Xaprb

Stay curious!

Response-time optimization in systems that are queued

with 6 comments

The best overall method of performance optimization is optimization for response time. Users care about response time, not load average or cache hit ratios. The job of a system is to accept some request and do the required work, and deliver a result. The time elapsed between the request and the result is the response time.

Methods of Response Time Optimization

Not all optimization methods are created equal. Here are a few I see commonly.

  • No method. Most people simply have no method of performance optimization at all. They just look for things that look “bad” and try to make them look “better.” In the MySQL database world, the classic example is trying to improve a cache hit ratio.

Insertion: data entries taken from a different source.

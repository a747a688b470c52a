use serde::{Deserialize, Serialize};

/// Failed string -> enum conversion. Stored values surface it as
/// `DatabaseError::InvalidEnum`, inbound request values as `BadRequest`.
#[derive(Debug, Clone, PartialEq, Eq, thiserror::Error)]
#[error("Invalid value for {field}: {value}")]
pub struct ParseEnumError {
    pub field: String,
    pub value: String,
}

/// Macro to generate enum with as_str + std::str::FromStr pattern
macro_rules! str_enum {
    ($name:ident { $($variant:ident => $s:literal),+ $(,)? }) => {
        #[derive(Debug, Clone, Copy, PartialEq, Eq, Hash, Serialize, Deserialize)]
        pub enum $name {
            $(#[serde(rename = $s)] $variant),+
        }

        impl $name {
            pub fn as_str(&self) -> &'static str {
                match self {
                    $(Self::$variant => $s),+
                }
            }
        }

        impl std::str::FromStr for $name {
            type Err = ParseEnumError;

            fn from_str(s: &str) -> Result<Self, Self::Err> {
                match s {
                    $($s => Ok(Self::$variant)),+,
                    _ => Err(ParseEnumError {
                        field: stringify!($name).into(),
                        value: s.into(),
                    }),
                }
            }
        }

        impl std::fmt::Display for $name {
            fn fmt(&self, f: &mut std::fmt::Formatter<'_>) -> std::fmt::Result {
                f.write_str(self.as_str())
            }
        }
    };
}

str_enum!(EnrollmentStatus {
    Active => "ACTIVE",
    Completed => "COMPLETED",
    Cancelled => "CANCELLED",
});

str_enum!(EventStatus {
    Active => "ACTIVE",
    Completed => "COMPLETED",
    Visited => "VISITED",
    Schedule => "SCHEDULE",
    Overdue => "OVERDUE",
    Skipped => "SKIPPED",
});

str_enum!(ProgramType {
    WithRegistration => "WITH_REGISTRATION",
    WithoutRegistration => "WITHOUT_REGISTRATION",
});

str_enum!(ProgramAccessLevel {
    Open => "OPEN",
    Audited => "AUDITED",
    Protected => "PROTECTED",
    Closed => "CLOSED",
});

str_enum!(OrgUnitSelectionMode {
    Selected => "SELECTED",
    Children => "CHILDREN",
    Descendants => "DESCENDANTS",
    Accessible => "ACCESSIBLE",
    Capture => "CAPTURE",
    All => "ALL",
});

impl OrgUnitSelectionMode {
    /// Modes that operate on an explicit list of org units.
    pub fn requires_org_units(&self) -> bool {
        matches!(self, Self::Selected | Self::Children | Self::Descendants)
    }
}

str_enum!(RelationshipEntity {
    TrackedEntity => "TRACKED_ENTITY_INSTANCE",
    Enrollment => "PROGRAM_INSTANCE",
    Event => "PROGRAM_STAGE_INSTANCE",
});

str_enum!(ImportStrategy {
    Create => "CREATE",
    Update => "UPDATE",
    CreateAndUpdate => "CREATE_AND_UPDATE",
    Delete => "DELETE",
});

impl ImportStrategy {
    pub fn is_create(&self) -> bool {
        matches!(self, Self::Create)
    }

    pub fn is_update(&self) -> bool {
        matches!(self, Self::Update)
    }

    pub fn is_delete(&self) -> bool {
        matches!(self, Self::Delete)
    }

    pub fn is_update_or_delete(&self) -> bool {
        matches!(self, Self::Update | Self::Delete)
    }
}

str_enum!(TrackerType {
    TrackedEntity => "TRACKED_ENTITY",
    Enrollment => "ENROLLMENT",
    Event => "EVENT",
    Relationship => "RELATIONSHIP",
});

str_enum!(EndpointAction {
    Query => "QUERY",
    Aggregate => "AGGREGATE",
    Other => "OTHER",
});

str_enum!(EndpointItem {
    Event => "EVENT",
    Enrollment => "ENROLLMENT",
});

str_enum!(OutputType {
    Event => "EVENT",
    Enrollment => "ENROLLMENT",
});

str_enum!(DateRole {
    OccurredDate => "OCCURRED_DATE",
    EnrollmentDate => "ENROLLMENT_DATE",
    EventDate => "EVENT_DATE",
    ScheduledDate => "SCHEDULED_DATE",
    LastUpdated => "LAST_UPDATED",
});
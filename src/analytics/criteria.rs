//! Raw analytics criteria as received on the query string.

use std::collections::BTreeSet;
use std::str::FromStr;

use chrono::NaiveDate;

use super::dimension::DateField;
use crate::error::TrackerError;
use crate::models::enums::{EndpointAction, EndpointItem, OutputType};

/// Criteria of one analytics call. Date fields hold the raw, unparsed
/// token lists (`"202111,2021;TODAY"`).
#[derive(Debug, Clone, PartialEq, Eq)]
pub struct AnalyticsQueryCriteria {
    pub endpoint_item: EndpointItem,
    pub endpoint_action: EndpointAction,
    pub dimension: BTreeSet<String>,
    pub filter: BTreeSet<String>,
    pub occurred_date: Option<String>,
    pub enrollment_date: Option<String>,
    pub event_date: Option<String>,
    pub scheduled_date: Option<String>,
    pub last_updated: Option<String>,
    pub total_pages: bool,
    pub page: Option<i32>,
    pub page_size: Option<i32>,
    pub stage: Option<String>,
    pub output_type: Option<OutputType>,
    pub include_deleted: bool,
    pub include_metadata_details: bool,
    pub display_property: Option<String>,
    pub asc: BTreeSet<String>,
    pub desc: BTreeSet<String>,
    pub headers: BTreeSet<String>,
    pub relative_period_date: Option<NaiveDate>,
}

impl AnalyticsQueryCriteria {
    pub fn new(endpoint_item: EndpointItem) -> Self {
        Self {
            endpoint_item,
            endpoint_action: EndpointAction::Other,
            dimension: BTreeSet::new(),
            filter: BTreeSet::new(),
            occurred_date: None,
            enrollment_date: None,
            event_date: None,
            scheduled_date: None,
            last_updated: None,
            total_pages: true,
            page: None,
            page_size: None,
            stage: None,
            output_type: None,
            include_deleted: false,
            include_metadata_details: false,
            display_property: None,
            asc: BTreeSet::new(),
            desc: BTreeSet::new(),
            headers: BTreeSet::new(),
            relative_period_date: None,
        }
    }

    pub fn events() -> Self {
        Self::new(EndpointItem::Event)
    }

    pub fn enrollments() -> Self {
        Self::new(EndpointItem::Enrollment)
    }

    pub fn with_endpoint_action(mut self, action: EndpointAction) -> Self {
        self.endpoint_action = action;
        self
    }

    pub fn with_endpoint_item(mut self, item: EndpointItem) -> Self {
        self.endpoint_item = item;
        self
    }

    pub fn with_dimension<I, S>(mut self, dimensions: I) -> Self
    where
        I: IntoIterator<Item = S>,
        S: Into<String>,
    {
        self.dimension = dimensions.into_iter().map(Into::into).collect();
        self
    }

    pub fn with_date(mut self, field: DateField, raw: &str) -> Self {
        *self.date_slot(field) = Some(raw.to_string());
        self
    }

    /// Raw value of one date-bearing field.
    pub fn date(&self, field: DateField) -> Option<&str> {
        match field {
            DateField::OccurredDate => self.occurred_date.as_deref(),
            DateField::EnrollmentDate => self.enrollment_date.as_deref(),
            DateField::EventDate => self.event_date.as_deref(),
            DateField::ScheduledDate => self.scheduled_date.as_deref(),
            DateField::LastUpdated => self.last_updated.as_deref(),
        }
    }

    fn date_slot(&mut self, field: DateField) -> &mut Option<String> {
        match field {
            DateField::OccurredDate => &mut self.occurred_date,
            DateField::EnrollmentDate => &mut self.enrollment_date,
            DateField::EventDate => &mut self.event_date,
            DateField::ScheduledDate => &mut self.scheduled_date,
            DateField::LastUpdated => &mut self.last_updated,
        }
    }

    /// Build criteria from decoded query pairs. Repeated `dimension`,
    /// `filter`, `asc`, `desc` and `headers` accumulate; other parameters
    /// keep their last value. Unknown names are ignored.
    pub fn from_query_pairs<'p, I>(item: EndpointItem, pairs: I) -> Result<Self, TrackerError>
    where
        I: IntoIterator<Item = (&'p str, &'p str)>,
    {
        let mut criteria = Self::new(item);
        for (name, value) in pairs {
            match name {
                "dimension" => criteria.dimension.extend(split_list(value)),
                "filter" => criteria.filter.extend(split_list(value)),
                "asc" => criteria.asc.extend(split_list(value)),
                "desc" => criteria.desc.extend(split_list(value)),
                "headers" => criteria.headers.extend(split_list(value)),
                "occurredDate" => criteria.occurred_date = Some(value.to_string()),
                "enrollmentDate" => criteria.enrollment_date = Some(value.to_string()),
                "eventDate" => criteria.event_date = Some(value.to_string()),
                "scheduledDate" => criteria.scheduled_date = Some(value.to_string()),
                "lastUpdated" => criteria.last_updated = Some(value.to_string()),
                "totalPages" => criteria.total_pages = parse_bool(name, value)?,
                "includeDeleted" => criteria.include_deleted = parse_bool(name, value)?,
                "includeMetadataDetails" => {
                    criteria.include_metadata_details = parse_bool(name, value)?
                }
                "page" => criteria.page = Some(parse_int(name, value)?),
                "pageSize" => criteria.page_size = Some(parse_int(name, value)?),
                "stage" => criteria.stage = Some(value.to_string()),
                "displayProperty" => criteria.display_property = Some(value.to_string()),
                "outputType" => criteria.output_type = Some(OutputType::from_str(value)?),
                "relativePeriodDate" => {
                    criteria.relative_period_date =
                        Some(NaiveDate::parse_from_str(value, "%Y-%m-%d").map_err(|_| {
                            TrackerError::bad_request(format!(
                                "Invalid date for relativePeriodDate: {value}"
                            ))
                        })?)
                }
                _ => tracing::trace!(%name, "ignoring unknown analytics parameter"),
            }
        }
        Ok(criteria)
    }
}

fn split_list(value: &str) -> impl Iterator<Item = String> + '_ {
    value
        .split(',')
        .map(str::trim)
        .filter(|s| !s.is_empty())
        .map(String::from)
}

fn parse_bool(name: &str, value: &str) -> Result<bool, TrackerError> {
    match value {
        "true" => Ok(true),
        "false" => Ok(false),
        _ => Err(TrackerError::bad_request(format!(
            "Invalid boolean for {name}: {value}"
        ))),
    }
}

fn parse_int(name: &str, value: &str) -> Result<i32, TrackerError> {
    value
        .parse()
        .map_err(|_| TrackerError::bad_request(format!("Invalid number for {name}: {value}")))
}
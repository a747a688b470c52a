//! Import-side security and ownership validation.

pub mod access;
pub mod context;
pub mod error_code;
pub mod payload;
pub mod reporter;
pub mod security_ownership;

pub use access::{DefaultImportAccessManager, EventWriteAccess, ImportAccessManager};
pub use context::{ImportStore, Preheat, ValidationContext};
pub use error_code::TrackerErrorCode;
pub use payload::{ImportEnrollment, ImportEvent, ImportTrackedEntity, TrackerBundle};
pub use reporter::{ValidationError, ValidationErrorReporter};
pub use security_ownership::{validate_bundle, SecurityOwnershipValidator};
impl World {
    pub const OU_ROOT: &'static str = "RootOuAAAAA";
    pub const OU_DISTRICT_A: &'static str = "DistrictAAA";
    pub const OU_DISTRICT_B: &'static str = "DistrictBBB";
    pub const OU_FACILITY_A: &'static str = "FacilityAAA";

    pub const TE_TYPE: &'static str = "TeTypePerso";
    pub const ATTR_NAME: &'static str = "AttrNameAAA";
    pub const ATTR_SECRET: &'static str = "AttrSecretA";
    pub const ATTR_AGE: &'static str = "AttrAgeAAAA";

    pub const PROGRAM_OPEN: &'static str = "ProgOpenAAA";
    pub const PROGRAM_PROTECTED: &'static str = "ProgProtAAA";
    pub const PROGRAM_HIDDEN: &'static str = "ProgHiddenA";
    pub const PROGRAM_EVENT: &'static str = "ProgEventAA";

    pub const STAGE_OPEN: &'static str = "StageOpenAA";
    pub const STAGE_HIDDEN: &'static str = "StageHidden";
    pub const STAGE_PROTECTED: &'static str = "StageProtAA";

    pub const REL_TYPE: &'static str = "RelTypeAAAA";
    pub const REL_TYPE_HIDDEN: &'static str = "RelTypeHidd";

    pub const TE_ALICE: &'static str = "TeAliceAAAA";
    pub const TE_BOB: &'static str = "TeBobAAAAAA";

    pub const EN_ALICE_OPEN: &'static str = "EnAliceOpen";
    pub const EN_BOB_OPEN: &'static str = "EnBobOpenAA";
    pub const EN_ALICE_PROTECTED: &'static str = "EnAliceProt";
    pub const EN_ALICE_DELETED: &'static str = "EnDeletedAA";
    pub const EN_BOB_HIDDEN: &'static str = "EnBobHidden";

    pub const EV_OPEN: &'static str = "EvOpenAAAAA";
    pub const EV_HIDDEN_STAGE: &'static str = "EvHiddenStg";
    pub const EV_DELETED: &'static str = "EvDeletedAA";

    pub const REL_OPEN: &'static str = "RelOpenAAAA";
    pub const REL_DELETED: &'static str = "RelDeleted1";
    pub const REL_HIDDEN: &'static str = "RelHiddenAA";
    pub const REL_TYPE_EVENT: &'static str = "RelTypeEvnt";
    pub const REL_EVENT: &'static str = "RelEventAAA";
    pub const REL_EVENT_DELETED: &'static str = "RelEventDel";

    pub fn new() -> Self {
        let conn = open_memory_database().unwrap();
        let world = Self { conn };
        world.seed();
        world
    }

    /// Seeded world behind the SQLite store.
    pub fn store() -> SqliteTrackerStore {
        SqliteTrackerStore::from_connection(Self::new().conn)
    }

    fn hierarchy() -> [OrganisationUnit; 4] {
        let root = OrganisationUnit::new(1, Self::OU_ROOT, "Country", None);
        let district_a = OrganisationUnit::new(2, Self::OU_DISTRICT_A, "District A", Some(&root));
        let district_b = OrganisationUnit::new(3, Self::OU_DISTRICT_B, "District B", Some(&root));
        let facility_a =
            OrganisationUnit::new(4, Self::OU_FACILITY_A, "Facility A", Some(&district_a));
        [root, district_a, district_b, facility_a]
    }

    /// Org unit of the seeded hierarchy by UID.
    pub fn unit(uid: &str) -> OrganisationUnit {
        Self::hierarchy().into_iter().find(|ou| ou.uid == uid).unwrap()
    }

    pub fn program(&self, uid: &str) -> Program {
        get_program_by_uid(&self.conn, uid).unwrap().unwrap()
    }

    pub fn tracked_entity(&self, uid: &str) -> TrackedEntity {
        get_tracked_entity_by_uid(&self.conn, uid).unwrap().unwrap()
    }

    pub fn enrollment(&self, uid: &str) -> Enrollment {
        get_enrollment_by_uid(&self.conn, uid).unwrap().unwrap()
    }

    /// Captures in district A only.
    pub fn user_district_a() -> User {
        User::new("UserDistrA1", "district-a").with_capture_scope(vec![Self::unit(Self::OU_DISTRICT_A)])
    }

    /// Captures everywhere below the root.
    pub fn user_root() -> User {
        User::new("UserRootAAA", "root-user").with_capture_scope(vec![Self::unit(Self::OU_ROOT)])
    }

    pub fn superuser() -> User {
        User::new("UserSuperAA", "admin").with_authorities(&[authorities::ALL])
    }

    fn seed(&self) {
        let conn = &self.conn;
        let [root, district_a, district_b, facility_a] = Self::hierarchy();
        for ou in [&root, &district_a, &district_b, &facility_a] {
            insert_org_unit(conn, ou).unwrap();
        }

        let person = TrackedEntityType {
            id: 1,
            uid: Self::TE_TYPE.into(),
            name: "Person".into(),
            sharing: Sharing::with_public(ACCESS_FULL),
        };
        insert_tracked_entity_type(conn, &person).unwrap();

        for (id, uid, confidential) in [
            (1, Self::ATTR_NAME, false),
            (2, Self::ATTR_SECRET, true),
            (3, Self::ATTR_AGE, false),
        ] {
            insert_attribute(
                conn,
                &TrackedEntityAttribute {
                    id,
                    uid: uid.into(),
                    name: uid.into(),
                    confidential,
                },
            )
            .unwrap();
        }

        let programs = [
            (1, Self::PROGRAM_OPEN, ProgramType::WithRegistration, ProgramAccessLevel::Open,
             vec![Self::ATTR_NAME, Self::ATTR_AGE], ACCESS_FULL),
            (2, Self::PROGRAM_PROTECTED, ProgramType::WithRegistration, ProgramAccessLevel::Protected,
             vec![Self::ATTR_NAME], ACCESS_FULL),
            (3, Self::PROGRAM_HIDDEN, ProgramType::WithRegistration, ProgramAccessLevel::Open,
             vec![Self::ATTR_SECRET], ACCESS_METADATA_READ_WRITE),
            (4, Self::PROGRAM_EVENT, ProgramType::WithoutRegistration, ProgramAccessLevel::Open,
             vec![], ACCESS_FULL),
        ];
        for (id, uid, program_type, access_level, attributes, public) in programs {
            let registration = program_type == ProgramType::WithRegistration;
            insert_program(
                conn,
                &Program {
                    id,
                    uid: uid.into(),
                    name: uid.into(),
                    program_type,
                    access_level,
                    tracked_entity_type: registration.then(|| person.clone()),
                    attributes: attributes.into_iter().map(String::from).collect(),
                    sharing: Sharing::with_public(public),
                },
            )
            .unwrap();
        }

        for (id, uid, program, public) in [
            (1, Self::STAGE_OPEN, Self::PROGRAM_OPEN, ACCESS_FULL),
            (2, Self::STAGE_HIDDEN, Self::PROGRAM_OPEN, ACCESS_METADATA_READ_WRITE),
            (3, Self::STAGE_PROTECTED, Self::PROGRAM_PROTECTED, ACCESS_FULL),
        ] {
            insert_program_stage(
                conn,
                &ProgramStage {
                    id,
                    uid: uid.into(),
                    name: uid.into(),
                    program: program.into(),
                    sharing: Sharing::with_public(public),
                },
            )
            .unwrap();
        }

        for (id, uid, public) in [
            (1, Self::REL_TYPE, ACCESS_FULL),
            (2, Self::REL_TYPE_HIDDEN, ACCESS_METADATA_READ_WRITE),
        ] {
            insert_relationship_type(
                conn,
                &RelationshipType {
                    id,
                    uid: uid.into(),
                    name: uid.into(),
                    from_entity: RelationshipEntity::TrackedEntity,
                    to_entity: RelationshipEntity::Enrollment,
                    bidirectional: false,
                    sharing: Sharing::with_public(public),
                },
            )
            .unwrap();
        }

        let value = |attribute: &str, value: &str| TrackedEntityAttributeValue {
            attribute: attribute.into(),
            value: value.into(),
            created: Some(at("2024-01-01 08:00:00")),
            last_updated: Some(at("2024-01-01 08:00:00")),
        };
        let alice = TrackedEntity {
            id: 1,
            uid: Self::TE_ALICE.into(),
            tracked_entity_type: Some(person.clone()),
            org_unit: Some(district_a.clone()),
            created: Some(at("2024-01-01 08:00:00")),
            last_updated: Some(at("2024-01-01 08:00:00")),
            inactive: false,
            deleted: false,
            attribute_values: vec![value(Self::ATTR_NAME, "Alice"), value(Self::ATTR_SECRET, "s3cret")],
        };
        let bob = TrackedEntity {
            id: 2,
            uid: Self::TE_BOB.into(),
            org_unit: Some(district_b.clone()),
            attribute_values: vec![value(Self::ATTR_NAME, "Bob"), value(Self::ATTR_AGE, "42")],
            ..alice.clone()
        };
        insert_tracked_entity(conn, &alice).unwrap();
        insert_tracked_entity(conn, &bob).unwrap();

        let enrollments = [
            (1, Self::EN_ALICE_OPEN, &alice, Self::PROGRAM_OPEN, &district_a, "2024-01-10 09:00:00", false),
            (2, Self::EN_BOB_OPEN, &bob, Self::PROGRAM_OPEN, &district_b, "2024-02-10 09:00:00", false),
            (3, Self::EN_ALICE_PROTECTED, &alice, Self::PROGRAM_PROTECTED, &district_a, "2024-03-10 09:00:00", false),
            (4, Self::EN_ALICE_DELETED, &alice, Self::PROGRAM_OPEN, &district_a, "2024-04-10 09:00:00", true),
            (5, Self::EN_BOB_HIDDEN, &bob, Self::PROGRAM_HIDDEN, &district_b, "2024-05-10 09:00:00", false),
        ];
        for (id, uid, te, program, ou, date, deleted) in enrollments {
            insert_enrollment(
                conn,
                &Enrollment {
                    id,
                    uid: uid.into(),
                    tracked_entity: Some(te.clone()),
                    program: self.program(program),
                    org_unit: ou.clone(),
                    geometry: None,
                    created: Some(at(date)),
                    created_at_client: Some(at(date)),
                    last_updated: Some(at(date)),
                    last_updated_at_client: Some(at(date)),
                    status: EnrollmentStatus::Active,
                    enrollment_date: Some(at(date)),
                    occurred_date: Some(at(date)),
                    follow_up: false,
                    completed_date: None,
                    completed_by: None,
                    stored_by: Some("admin".into()),
                    created_by: Some(UserInfo {
                        uid: "UserSuperAA".into(),
                        username: "admin".into(),
                    }),
                    last_updated_by: None,
                    deleted,
                    notes: if id == 1 {
                        vec![Note {
                            uid: "NoteEnAAAAA".into(),
                            value: "first visit".into(),
                            stored_by: Some("admin".into()),
                            created: Some(at(date)),
                        }]
                    } else {
                        Vec::new()
                    },
                    events: None,
                    relationship_items: None,
                    attributes: None,
                },
            )
            .unwrap();
        }

        create_program_owner(
            conn,
            Self::TE_ALICE,
            Self::PROGRAM_PROTECTED,
            Self::OU_DISTRICT_B,
            at("2024-03-10 09:00:00"),
        )
        .unwrap();

        let alice_open = self.enrollment(Self::EN_ALICE_OPEN);
        let open_stage = get_program_stage_by_uid(conn, Self::STAGE_OPEN).unwrap().unwrap();
        let hidden_stage = get_program_stage_by_uid(conn, Self::STAGE_HIDDEN).unwrap().unwrap();
        let events = [
            (1, Self::EV_OPEN, &open_stage, EventStatus::Completed, "2024-01-15 10:00:00", false),
            (2, Self::EV_HIDDEN_STAGE, &hidden_stage, EventStatus::Active, "2024-01-20 10:00:00", false),
            (3, Self::EV_DELETED, &open_stage, EventStatus::Active, "2024-01-25 10:00:00", true),
        ];
        for (id, uid, stage, status, date, deleted) in events {
            insert_event(
                conn,
                &Event {
                    id,
                    uid: uid.into(),
                    enrollment: Self::EN_ALICE_OPEN.into(),
                    tracked_entity: alice_open.tracked_entity.clone(),
                    program: alice_open.program.clone(),
                    program_stage: stage.clone(),
                    org_unit: district_a.clone(),
                    status,
                    occurred_date: Some(at(date)),
                    scheduled_date: Some(at(date)),
                    geometry: None,
                    created: Some(at(date)),
                    last_updated: Some(at(date)),
                    completed_date: (status == EventStatus::Completed).then(|| at(date)),
                    completed_by: None,
                    stored_by: Some("admin".into()),
                    assigned_user: None,
                    deleted,
                    data_values: vec![DataValue {
                        data_element: "DeWeightAAA".into(),
                        value: "12".into(),
                        stored_by: None,
                        created: None,
                        last_updated: None,
                    }],
                    notes: if id == 1 {
                        vec![Note {
                            uid: "NoteEvAAAAA".into(),
                            value: "weighed".into(),
                            stored_by: None,
                            created: None,
                        }]
                    } else {
                        Vec::new()
                    },
                    relationship_items: None,
                },
            )
            .unwrap();
        }

        let rel_type = get_relationship_type(conn, 1).unwrap().unwrap();
        let hidden_type = get_relationship_type(conn, 2).unwrap().unwrap();
        for (id, uid, rel_type, deleted) in [
            (1, Self::REL_OPEN, &rel_type, false),
            (2, Self::REL_DELETED, &rel_type, true),
            (3, Self::REL_HIDDEN, &hidden_type, false),
        ] {
            insert_relationship(
                conn,
                &Relationship {
                    id,
                    uid: uid.into(),
                    relationship_type: rel_type.clone(),
                    from: RelationshipItem::TrackedEntity(bob.clone()),
                    to: RelationshipItem::Enrollment(Box::new(alice_open.clone())),
                    deleted,
                    created: Some(at("2024-01-12 10:00:00")),
                    created_at_client: None,
                    last_updated: Some(at("2024-01-12 10:00:00")),
                },
            )
            .unwrap();
        }

        let event_type = RelationshipType {
            id: 3,
            uid: Self::REL_TYPE_EVENT.into(),
            name: Self::REL_TYPE_EVENT.into(),
            from_entity: RelationshipEntity::Event,
            to_entity: RelationshipEntity::TrackedEntity,
            bidirectional: false,
            sharing: Sharing::with_public(ACCESS_FULL),
        };
        insert_relationship_type(conn, &event_type).unwrap();
        let weighing = get_event_by_uid(conn, Self::EV_OPEN).unwrap().unwrap();
        for (id, uid, deleted) in [(4, Self::REL_EVENT, false), (5, Self::REL_EVENT_DELETED, true)] {
            insert_relationship(
                conn,
                &Relationship {
                    id,
                    uid: uid.into(),
                    relationship_type: event_type.clone(),
                    from: RelationshipItem::Event(Box::new(weighing.clone())),
                    to: RelationshipItem::TrackedEntity(alice.clone()),
                    deleted,
                    created: Some(at("2024-01-16 10:00:00")),
                    created_at_client: None,
                    last_updated: Some(at("2024-01-16 10:00:00")),
                },
            )
            .unwrap();
        }
    }
}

This is utter folly, and doesn’t become any less stupid no matter how many times it is taught and repeated.
  • Server Load Reduction. One step up from that is to try to understand what work the database is performing and discover what part of that work consumes the most response time, then improve that to lower the load on the database server. This is better, but still not a logical way to optimize response time for the end user. Imagine that you’ve built your scaling strategy around archiving and purging unnecessary data — a very sensible strategy. Most well-designed archiving and purging jobs are terribly inefficient, for a reason: they are designed to consume resources that are not needed by anything else, so they don’t interfere with anything else. Archiving a billion rows from a table is best done in nibbles, not in billion-row chunks. The nibbles are going to be slow. If you measure the entire system and find out where the response time goes, you’re almost guaranteed to find these jobs are a top offender. And yet they don’t matter at all, because they have no impact on the user’s response time. Server load reduction is a shotgun approach that sometimes yields results, because it’s easy to aim a shotgun.
  • Method R, or Goal-Driven Performance Optimization. Two methods I know of that are based in sound thinking are Cary Millsap’s Method R and Peter Zaitsev’s Goal-Driven Performance Optimization. Cary wrote an excellent book about his method, and I recommend buying that book and reading it at least twice. These methods are guaranteed to truly optimize the system in question: they will produce the best possible performance improvements with the least possible cost, and they have a termination condition that is satisfied when further improvements are either not possible or cost more than they are worth. A system that has been subjected to one of these methods can be confidently called “fully optimized.”

Response time in queued systems

Method R looks at where a system consumes time and sorts the biggest consumers to the top in a profile, then works on those first. Amdahl’s Law guarantees that this is the best way to improve the system’s performance.

Although the approach is correct, it doesn’t mean it’s easy. It might be easy if a system is stable. But unstable systems, those suffering from queueing delay (usually characterized by response time with a high standard deviation, a.k.a. “spikes” or “blips”), are much harder to optimize. The queries that are performing badly can no longer be assumed to be the source of the performance problem. Instead, they might be “good” queries that are the victim of something else happening.

Unstable systems suffer from a) dependencies between requests, and b) statistical variations in request arrival time, which causes queueing. The classic case is lock contention. Suppose someone goes to your OLTP database and runs an ad-hoc query against the table of invoice line items, and locks the table. Normally that table has specific, fast, well-indexed queries against it, but as soon as the ad-hoc query locks it, the queries instantly pile up and “look bad.” The system becomes an unstable train wreck. Alas, database servers such as MySQL typically don’t give the DBA enough information to blame the problem on a source.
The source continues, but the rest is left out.